◆ Description of the task: Copy out exactly the lines below that run from the one holding "Materializes the template" to the one holding "let candidate = output_dir.join(&candidate_name);", keeping both of those lines and no others.

====== Extracted information

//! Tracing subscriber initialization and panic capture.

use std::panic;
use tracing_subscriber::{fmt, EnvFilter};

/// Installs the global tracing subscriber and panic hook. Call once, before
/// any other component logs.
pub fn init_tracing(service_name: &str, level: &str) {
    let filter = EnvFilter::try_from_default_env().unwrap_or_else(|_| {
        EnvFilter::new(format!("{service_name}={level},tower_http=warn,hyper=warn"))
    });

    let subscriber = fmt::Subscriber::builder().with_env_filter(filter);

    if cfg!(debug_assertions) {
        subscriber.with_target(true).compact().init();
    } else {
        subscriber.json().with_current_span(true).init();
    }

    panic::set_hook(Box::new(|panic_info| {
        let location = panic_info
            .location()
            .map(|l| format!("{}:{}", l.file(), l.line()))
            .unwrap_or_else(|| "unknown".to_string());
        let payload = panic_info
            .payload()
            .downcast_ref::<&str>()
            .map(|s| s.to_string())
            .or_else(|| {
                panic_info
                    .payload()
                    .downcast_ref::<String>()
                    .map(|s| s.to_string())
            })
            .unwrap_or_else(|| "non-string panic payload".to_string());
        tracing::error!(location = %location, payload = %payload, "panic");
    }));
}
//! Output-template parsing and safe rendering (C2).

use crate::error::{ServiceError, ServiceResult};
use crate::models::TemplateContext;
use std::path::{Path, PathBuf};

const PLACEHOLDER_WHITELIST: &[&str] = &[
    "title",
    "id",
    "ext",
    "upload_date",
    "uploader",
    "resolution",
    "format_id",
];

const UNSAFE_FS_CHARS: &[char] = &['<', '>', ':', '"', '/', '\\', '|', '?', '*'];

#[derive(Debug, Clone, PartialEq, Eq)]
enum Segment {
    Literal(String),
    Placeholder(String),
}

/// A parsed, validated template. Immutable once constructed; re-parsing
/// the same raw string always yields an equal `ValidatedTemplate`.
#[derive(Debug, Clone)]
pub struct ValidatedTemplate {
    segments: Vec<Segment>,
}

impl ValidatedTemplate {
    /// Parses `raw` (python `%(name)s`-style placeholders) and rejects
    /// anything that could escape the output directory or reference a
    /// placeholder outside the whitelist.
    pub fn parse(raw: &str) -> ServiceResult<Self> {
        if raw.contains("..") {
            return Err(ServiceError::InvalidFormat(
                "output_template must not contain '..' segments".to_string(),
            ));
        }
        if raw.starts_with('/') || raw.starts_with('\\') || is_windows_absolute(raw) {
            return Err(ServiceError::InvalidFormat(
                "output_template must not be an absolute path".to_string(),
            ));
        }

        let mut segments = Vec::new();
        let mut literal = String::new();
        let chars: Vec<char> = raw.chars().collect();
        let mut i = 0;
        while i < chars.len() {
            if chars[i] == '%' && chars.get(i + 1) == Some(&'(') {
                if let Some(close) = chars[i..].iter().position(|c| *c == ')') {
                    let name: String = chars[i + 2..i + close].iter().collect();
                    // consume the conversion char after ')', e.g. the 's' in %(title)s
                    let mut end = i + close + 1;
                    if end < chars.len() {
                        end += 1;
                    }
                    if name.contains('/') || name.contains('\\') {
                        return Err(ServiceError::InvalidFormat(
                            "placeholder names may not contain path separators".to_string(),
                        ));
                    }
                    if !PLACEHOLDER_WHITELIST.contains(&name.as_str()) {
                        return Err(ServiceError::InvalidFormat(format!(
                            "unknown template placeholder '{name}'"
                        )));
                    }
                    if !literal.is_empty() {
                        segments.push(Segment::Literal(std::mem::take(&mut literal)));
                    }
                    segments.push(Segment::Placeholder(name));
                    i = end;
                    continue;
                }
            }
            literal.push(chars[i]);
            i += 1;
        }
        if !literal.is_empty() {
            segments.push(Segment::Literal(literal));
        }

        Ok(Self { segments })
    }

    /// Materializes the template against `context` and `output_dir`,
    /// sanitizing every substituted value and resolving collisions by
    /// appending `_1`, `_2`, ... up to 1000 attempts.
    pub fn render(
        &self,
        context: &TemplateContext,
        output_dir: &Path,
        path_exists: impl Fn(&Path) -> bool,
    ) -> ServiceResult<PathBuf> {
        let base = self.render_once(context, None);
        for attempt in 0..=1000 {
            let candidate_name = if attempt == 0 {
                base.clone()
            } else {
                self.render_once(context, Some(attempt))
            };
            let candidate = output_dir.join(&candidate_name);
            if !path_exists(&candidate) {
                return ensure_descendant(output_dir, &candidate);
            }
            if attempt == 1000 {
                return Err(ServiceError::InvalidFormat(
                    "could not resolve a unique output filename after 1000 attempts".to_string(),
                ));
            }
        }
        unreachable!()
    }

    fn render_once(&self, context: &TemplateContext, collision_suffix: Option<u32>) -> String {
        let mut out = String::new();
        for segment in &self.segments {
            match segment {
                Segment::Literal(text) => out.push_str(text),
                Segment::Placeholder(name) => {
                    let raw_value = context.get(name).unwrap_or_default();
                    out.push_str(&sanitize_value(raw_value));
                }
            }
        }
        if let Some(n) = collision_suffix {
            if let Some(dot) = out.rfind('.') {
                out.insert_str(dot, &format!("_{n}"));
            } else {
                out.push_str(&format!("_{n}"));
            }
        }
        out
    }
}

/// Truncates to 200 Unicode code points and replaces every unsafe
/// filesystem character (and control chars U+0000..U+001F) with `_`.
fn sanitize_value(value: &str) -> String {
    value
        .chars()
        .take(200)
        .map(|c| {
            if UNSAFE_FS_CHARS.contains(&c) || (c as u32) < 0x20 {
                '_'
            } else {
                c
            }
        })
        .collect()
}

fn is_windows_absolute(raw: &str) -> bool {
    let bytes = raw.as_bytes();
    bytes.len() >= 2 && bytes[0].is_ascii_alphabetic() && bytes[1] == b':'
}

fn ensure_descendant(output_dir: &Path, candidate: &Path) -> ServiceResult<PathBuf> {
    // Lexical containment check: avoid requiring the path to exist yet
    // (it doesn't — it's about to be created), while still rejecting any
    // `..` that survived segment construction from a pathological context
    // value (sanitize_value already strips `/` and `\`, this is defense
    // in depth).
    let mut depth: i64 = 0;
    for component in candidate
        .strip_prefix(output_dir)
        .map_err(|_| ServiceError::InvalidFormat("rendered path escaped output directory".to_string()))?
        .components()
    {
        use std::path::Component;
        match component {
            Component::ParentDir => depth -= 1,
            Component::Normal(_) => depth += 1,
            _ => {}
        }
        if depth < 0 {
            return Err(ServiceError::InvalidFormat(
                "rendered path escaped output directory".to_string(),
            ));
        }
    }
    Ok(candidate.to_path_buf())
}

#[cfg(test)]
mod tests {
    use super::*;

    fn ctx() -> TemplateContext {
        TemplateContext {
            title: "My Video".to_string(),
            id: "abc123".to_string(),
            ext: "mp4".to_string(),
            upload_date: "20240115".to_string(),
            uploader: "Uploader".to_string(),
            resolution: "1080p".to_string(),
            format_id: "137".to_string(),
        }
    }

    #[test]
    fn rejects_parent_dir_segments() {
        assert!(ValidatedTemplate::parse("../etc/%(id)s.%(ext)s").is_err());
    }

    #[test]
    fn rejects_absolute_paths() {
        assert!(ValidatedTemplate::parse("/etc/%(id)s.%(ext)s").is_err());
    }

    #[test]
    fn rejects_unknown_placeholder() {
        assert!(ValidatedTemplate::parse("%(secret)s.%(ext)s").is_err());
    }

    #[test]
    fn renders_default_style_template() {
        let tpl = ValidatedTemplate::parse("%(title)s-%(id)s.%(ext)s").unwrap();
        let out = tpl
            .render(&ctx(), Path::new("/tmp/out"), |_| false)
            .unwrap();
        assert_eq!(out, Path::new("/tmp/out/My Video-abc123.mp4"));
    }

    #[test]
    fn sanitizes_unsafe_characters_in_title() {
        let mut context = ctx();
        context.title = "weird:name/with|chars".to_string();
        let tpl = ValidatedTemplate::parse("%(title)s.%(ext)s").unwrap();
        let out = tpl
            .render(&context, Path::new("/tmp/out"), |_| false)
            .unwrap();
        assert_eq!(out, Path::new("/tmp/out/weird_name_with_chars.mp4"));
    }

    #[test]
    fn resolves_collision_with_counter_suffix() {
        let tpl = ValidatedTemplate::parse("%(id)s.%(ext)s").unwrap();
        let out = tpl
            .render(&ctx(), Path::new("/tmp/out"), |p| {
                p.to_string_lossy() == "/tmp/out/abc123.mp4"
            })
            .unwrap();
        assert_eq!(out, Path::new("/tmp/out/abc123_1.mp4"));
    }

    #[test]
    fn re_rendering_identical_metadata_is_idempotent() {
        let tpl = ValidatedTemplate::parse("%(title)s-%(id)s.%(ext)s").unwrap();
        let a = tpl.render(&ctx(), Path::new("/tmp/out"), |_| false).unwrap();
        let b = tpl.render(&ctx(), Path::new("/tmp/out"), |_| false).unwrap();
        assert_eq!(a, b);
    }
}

============

◆ Output for this exercise:
    /// Materializes the template against `context` and `output_dir`,
    /// sanitizing every substituted value and resolving collisions by
    /// appending `_1`, `_2`, ... up to 1000 attempts.
    pub fn render(
        &self,
        context: &TemplateContext,
        output_dir: &Path,
        path_exists: impl Fn(&Path) -> bool,
    ) -> ServiceResult<PathBuf> {
        let base = self.render_once(context, None);
        for attempt in 0..=1000 {
            let candidate_name = if attempt == 0 {
                base.clone()
            } else {
                self.render_once(context, Some(attempt))
            };
            let candidate = output_dir.join(&candidate_name);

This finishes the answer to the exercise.